Talking to the actors of “Every 15 Minutes” was very interesting. Hearing about their friends and family that have been involved in a alcohol related incidents pulled me even more closer to their stories. One actor from “Every 15 Minutes” that really pulled and put me in his shoes was Matthew Fisher. Asking him about how was it like to be an actor and experience this program he replied, “It was intense. Everything just felt so real at the moment everything was happening around me.”

“During the assembly that’s when it really hit me,” Osvaldo answered, “the video was so realistic I didn’t even blink, I give props to whoever took part in this program.” Students were so surprised and shocked on how it all played out, “everything worked out according to plan,” said a CHP officer. That whole week throughout Cesar Chavez High School, a Grim Reaper went into class rooms every 15 minutes and took random students as victims for other students to feel what is it like to lose a close friend. They also staked makeshift graves outside to remind students to think about smart decisions to make in the future.

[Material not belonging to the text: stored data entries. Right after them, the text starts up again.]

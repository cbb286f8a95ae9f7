//! Error types for the RL core library

use thiserror::Error;

/// Core error type for RL operations
#[derive(Error, Debug)]
pub enum RLError {
    /// Environment-related errors
    #[error("Environment error: {0}")]
    Environment(String),

    /// Agent-related errors
    #[error("Agent error: {0}")]
    Agent(String),

    /// Invalid action
    #[error("Invalid action: {0}")]
    InvalidAction(String),

    /// Dimension mismatch
    #[error("Dimension mismatch: expected {expected}, got {actual}")]
    DimensionMismatch {
        /// Expected dimension
        expected: usize,
        /// Actual dimension
        actual: usize,
    },

    /// Numeric divergence: a non-finite value reached the network.
    /// Training on corrupted parameters invalidates all further results,
    /// so this is never recovered locally.
    #[error("Non-finite value: {0}")]
    NonFinite(String),

    /// Serialization error
    #[error("Serialization error: {0}")]
    Serialization(#[from] serde_json::Error),

    /// IO error
    #[error("IO error: {0}")]
    Io(#[from] std::io::Error),

    /// Other errors
    #[error("{0}")]
    Other(#[from] anyhow::Error),
}

/// Result type alias for RL operations
pub type Result<T> = std::result::Result<T, RLError>;
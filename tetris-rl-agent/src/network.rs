//! Q-network function approximator
//!
//! A small fully-connected network mapping a flattened observation
//! tensor to one value estimate per action, trained by minimizing the
//! mean squared error against supplied target vectors with an Adam
//! optimizer. Two independent instances back the DQN agent: the online
//! network (updated on every `fit`) and the target network (updated
//! only by explicit synchronization).

use async_trait::async_trait;
use ndarray::{Array1, Array2, ArrayView1, Axis, Zip};
use rand::rngs::StdRng;
use rand::{Rng, SeedableRng};
use rand_distr::Uniform;
use serde::{Deserialize, Serialize};

use tetris_rl_core::{
    ActionValueFunction, BoardObservation, Observation, RLError, Result, ACTION_COUNT,
};

const ADAM_BETA1: f32 = 0.9;
const ADAM_BETA2: f32 = 0.999;
const ADAM_EPSILON: f32 = 1e-8;

/// Q-network configuration
#[derive(Debug, Clone, Serialize, Deserialize)]
pub struct QNetworkConfig {
    /// Input dimension (flattened observation length)
    pub input_dim: usize,
    /// Hidden layer sizes
    pub hidden_dims: Vec<usize>,
    /// Output dimension (one value per action)
    pub output_dim: usize,
    /// Learning rate
    pub learning_rate: f32,
    /// Seed for weight initialization
    pub seed: Option<u64>,
}

impl Default for QNetworkConfig {
    fn default() -> Self {
        Self {
            input_dim: BoardObservation::FLAT_DIM,
            hidden_dims: vec![64, 64],
            output_dim: ACTION_COUNT,
            learning_rate: 1e-3,
            seed: None,
        }
    }
}

/// Feed-forward action-value estimator
///
/// Hidden layers use ReLU, the output layer is linear. Weights are
/// initialized with Glorot-uniform draws from an owned, optionally
/// seeded random source.
#[derive(Debug, Clone, Serialize, Deserialize)]
pub struct QNetwork {
    config: QNetworkConfig,
    /// Weights for each layer, shaped (in, out)
    weights: Vec<Array2<f32>>,
    /// Biases for each layer
    biases: Vec<Array1<f32>>,
    /// Adam first-moment estimates
    m_weights: Vec<Array2<f32>>,
    m_biases: Vec<Array1<f32>>,
    /// Adam second-moment estimates
    v_weights: Vec<Array2<f32>>,
    v_biases: Vec<Array1<f32>>,
    /// Adam step counter
    steps: i32,
}

impl QNetwork {
    /// Create a new network with freshly initialized weights
    #[must_use]
    pub fn new(config: QNetworkConfig) -> Self {
        let mut rng = match config.seed {
            Some(seed) => StdRng::seed_from_u64(seed),
            None => StdRng::from_entropy(),
        };

        let mut weights = Vec::new();
        let mut biases = Vec::new();

        let mut prev_dim = config.input_dim;
        for &hidden_dim in &config.hidden_dims {
            weights.push(Self::glorot_init(prev_dim, hidden_dim, &mut rng));
            biases.push(Array1::zeros(hidden_dim));
            prev_dim = hidden_dim;
        }

        // Output layer
        weights.push(Self::glorot_init(prev_dim, config.output_dim, &mut rng));
        biases.push(Array1::zeros(config.output_dim));

        let m_weights = weights.iter().map(|w| Array2::zeros(w.raw_dim())).collect();
        let v_weights = weights.iter().map(|w| Array2::zeros(w.raw_dim())).collect();
        let m_biases = biases.iter().map(|b| Array1::zeros(b.raw_dim())).collect();
        let v_biases = biases.iter().map(|b| Array1::zeros(b.raw_dim())).collect();

        Self {
            config,
            weights,
            biases,
            m_weights,
            m_biases,
            v_weights,
            v_biases,
            steps: 0,
        }
    }

    /// Glorot (fan-in/fan-out aware) uniform initialization
    fn glorot_init(in_dim: usize, out_dim: usize, rng: &mut StdRng) -> Array2<f32> {
        let limit = (6.0 / (in_dim + out_dim) as f32).sqrt();
        let dist = Uniform::new(-limit, limit);
        Array2::from_shape_fn((in_dim, out_dim), |_| rng.sample(dist))
    }

    /// The network configuration
    #[must_use]
    pub fn config(&self) -> &QNetworkConfig {
        &self.config
    }

    fn check_input(&self, input: &ArrayView1<f32>) -> Result<()> {
        if input.len() != self.config.input_dim {
            return Err(RLError::DimensionMismatch {
                expected: self.config.input_dim,
                actual: input.len(),
            });
        }
        Ok(())
    }

    /// Estimate one value per action for an input tensor
    ///
    /// Fails fast on an input of the wrong length.
    pub fn predict(&self, input: &ArrayView1<f32>) -> Result<Array1<f32>> {
        self.check_input(input)?;

        let mut hidden = input.to_owned();
        for i in 0..self.config.hidden_dims.len() {
            hidden = hidden.dot(&self.weights[i]) + &self.biases[i];
            hidden.mapv_inplace(|v| v.max(0.0));
        }

        // Output layer is linear: these are value estimates, not probabilities
        let last = self.weights.len() - 1;
        Ok(hidden.dot(&self.weights[last]) + &self.biases[last])
    }

    /// Run one gradient step toward a target value vector
    ///
    /// Performs exactly one Adam update minimizing the mean squared
    /// error between the prediction for `input` and `target`, mutating
    /// only this instance's parameters. Returns the pre-update loss.
    /// A non-finite loss aborts the step before any parameter changes.
    pub fn fit(&mut self, input: &ArrayView1<f32>, target: &ArrayView1<f32>) -> Result<f32> {
        self.check_input(input)?;
        if target.len() != self.config.output_dim {
            return Err(RLError::DimensionMismatch {
                expected: self.config.output_dim,
                actual: target.len(),
            });
        }

        let layer_count = self.weights.len();

        // Forward pass, caching pre-activations for the backward pass
        let mut activations: Vec<Array1<f32>> = Vec::with_capacity(layer_count);
        let mut pre_activations: Vec<Array1<f32>> = Vec::with_capacity(layer_count - 1);

        activations.push(input.to_owned());
        for i in 0..layer_count - 1 {
            let z = activations[i].dot(&self.weights[i]) + &self.biases[i];
            let a = z.mapv(|v| v.max(0.0));
            pre_activations.push(z);
            activations.push(a);
        }
        let prediction =
            activations[layer_count - 1].dot(&self.weights[layer_count - 1])
                + &self.biases[layer_count - 1];

        let residual = &prediction - target;
        let loss = residual.mapv(|r| r * r).mean().unwrap_or(f32::NAN);
        if !loss.is_finite() {
            return Err(RLError::NonFinite(format!(
                "training loss diverged at step {}",
                self.steps + 1
            )));
        }

        // Backward pass: d(MSE)/d(output) for the linear output layer,
        // then ReLU-masked propagation through the hidden layers
        let out_dim = self.config.output_dim as f32;
        let mut delta = residual.mapv(|r| 2.0 * r / out_dim);

        self.steps += 1;
        for layer in (0..layer_count).rev() {
            let grad_w = activations[layer]
                .view()
                .insert_axis(Axis(1))
                .dot(&delta.view().insert_axis(Axis(0)));
            let grad_b = delta.clone();

            let next_delta = if layer > 0 {
                let mut d = self.weights[layer].dot(&delta);
                Zip::from(&mut d)
                    .and(&pre_activations[layer - 1])
                    .for_each(|d, &z| {
                        if z <= 0.0 {
                            *d = 0.0;
                        }
                    });
                Some(d)
            } else {
                None
            };

            let lr = self.config.learning_rate;
            let t = self.steps;
            adam_update(
                &mut self.weights[layer],
                &grad_w,
                &mut self.m_weights[layer],
                &mut self.v_weights[layer],
                lr,
                t,
            );
            adam_update(
                &mut self.biases[layer],
                &grad_b,
                &mut self.m_biases[layer],
                &mut self.v_biases[layer],
                lr,
                t,
            );

            if let Some(d) = next_delta {
                delta = d;
            }
        }

        Ok(loss)
    }

    /// Overwrite this network's parameters with a full copy of another's
    ///
    /// The copy is deep; the two instances share nothing afterwards.
    pub fn sync_from(&mut self, source: &QNetwork) {
        self.weights = source.weights.clone();
        self.biases = source.biases.clone();
    }
}

/// One Adam step for a single parameter tensor
fn adam_update<D: ndarray::Dimension>(
    param: &mut ndarray::Array<f32, D>,
    grad: &ndarray::Array<f32, D>,
    m: &mut ndarray::Array<f32, D>,
    v: &mut ndarray::Array<f32, D>,
    learning_rate: f32,
    step: i32,
) {
    let bias_correction1 = 1.0 - ADAM_BETA1.powi(step);
    let bias_correction2 = 1.0 - ADAM_BETA2.powi(step);

    Zip::from(param).and(grad).and(m).and(v).for_each(|p, &g, m, v| {
        *m = ADAM_BETA1 * *m + (1.0 - ADAM_BETA1) * g;
        *v = ADAM_BETA2 * *v + (1.0 - ADAM_BETA2) * g * g;
        let m_hat = *m / bias_correction1;
        let v_hat = *v / bias_correction2;
        *p -= learning_rate * m_hat / (v_hat.sqrt() + ADAM_EPSILON);
    });
}

#[async_trait]
impl<O: Observation> ActionValueFunction<O> for QNetwork {
    fn num_actions(&self) -> usize {
        self.config.output_dim
    }

    async fn q_values(&self, observation: &O) -> Result<Array1<f32>> {
        self.predict(&observation.to_tensor().view())
    }
}

#[cfg(test)]
mod tests {
    use super::*;
    use approx::assert_abs_diff_eq;
    use ndarray::arr1;

    fn small_config(seed: u64) -> QNetworkConfig {
        QNetworkConfig {
            input_dim: 4,
            hidden_dims: vec![8, 8],
            output_dim: 3,
            learning_rate: 1e-2,
            seed: Some(seed),
        }
    }

    #[test]
    fn seeded_initialization_is_reproducible() {
        let a = QNetwork::new(small_config(42));
        let b = QNetwork::new(small_config(42));
        let input = arr1(&[0.1, -0.2, 0.3, 0.4]);

        let pa = a.predict(&input.view()).unwrap();
        let pb = b.predict(&input.view()).unwrap();
        for (x, y) in pa.iter().zip(pb.iter()) {
            assert_abs_diff_eq!(*x, *y);
        }
    }

    #[test]
    fn different_seeds_diverge() {
        let a = QNetwork::new(small_config(1));
        let b = QNetwork::new(small_config(2));
        let input = arr1(&[0.5, 0.5, 0.5, 0.5]);

        let pa = a.predict(&input.view()).unwrap();
        let pb = b.predict(&input.view()).unwrap();
        assert!(pa.iter().zip(pb.iter()).any(|(x, y)| (x - y).abs() > 1e-6));
    }

    #[test]
    fn predict_rejects_wrong_input_shape() {
        let net = QNetwork::new(small_config(0));
        let result = net.predict(&arr1(&[1.0, 2.0]).view());
        assert!(matches!(
            result,
            Err(RLError::DimensionMismatch {
                expected: 4,
                actual: 2
            })
        ));
    }

    #[test]
    fn fit_moves_predictions_toward_the_target() {
        let mut net = QNetwork::new(small_config(7));
        let input = arr1(&[0.2, -0.4, 0.6, -0.8]);
        let target = arr1(&[1.0, -1.0, 0.5]);

        let first_loss = net.fit(&input.view(), &target.view()).unwrap();
        let mut last_loss = first_loss;
        for _ in 0..200 {
            last_loss = net.fit(&input.view(), &target.view()).unwrap();
        }
        assert!(last_loss < first_loss);
    }

    #[test]
    fn fit_surfaces_non_finite_targets() {
        let mut net = QNetwork::new(small_config(3));
        let input = arr1(&[0.0, 0.0, 0.0, 0.0]);
        let target = arr1(&[f32::NAN, 0.0, 0.0]);

        let before = net.predict(&input.view()).unwrap();
        let result = net.fit(&input.view(), &target.view());
        assert!(matches!(result, Err(RLError::NonFinite(_))));

        // the aborted step must not have touched the parameters
        let after = net.predict(&input.view()).unwrap();
        for (x, y) in before.iter().zip(after.iter()) {
            assert_abs_diff_eq!(*x, *y);
        }
    }

    #[test]
    fn sync_from_makes_networks_agree() {
        let online = QNetwork::new(small_config(11));
        let mut target = QNetwork::new(small_config(99));
        let input = arr1(&[0.3, 0.1, -0.2, 0.9]);

        target.sync_from(&online);
        let po = online.predict(&input.view()).unwrap();
        let pt = target.predict(&input.view()).unwrap();
        for (x, y) in po.iter().zip(pt.iter()) {
            assert_abs_diff_eq!(*x, *y);
        }
    }

    #[test]
    fn synced_networks_diverge_after_further_fits() {
        let mut online = QNetwork::new(small_config(5));
        let mut target = QNetwork::new(small_config(5));
        target.sync_from(&online);

        let input = arr1(&[0.1, 0.2, 0.3, 0.4]);
        let fit_target = arr1(&[2.0, 2.0, 2.0]);
        for _ in 0..20 {
            online.fit(&input.view(), &fit_target.view()).unwrap();
        }

        let po = online.predict(&input.view()).unwrap();
        let pt = target.predict(&input.view()).unwrap();
        assert!(po.iter().zip(pt.iter()).any(|(x, y)| (x - y).abs() > 1e-6));
    }
}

Elijah Torres the intoxicated driver took on a really big roll. He experienced being arrested and sitting in a cell for multiple counts of murder and DUI. Though it was acting, it really made his side of the story real as if yourself was getting arrested and put behind bars. All eyes were on Elijah as he walked in with a bright orange jump suit and handcuffed from his ankles to his wrists, escorted by two officers.

While talking to Matthew he mentioned that he seen it from both sides. From a photographer to a actor. “While I took pictures of this event during my sophomore year I didn’t get the whole true real experience as when I was acting it out,” he said. Hoping that this is a eye opener for students throughout California that drinking and driving is real and it can take a close friend’s life when you least expect it.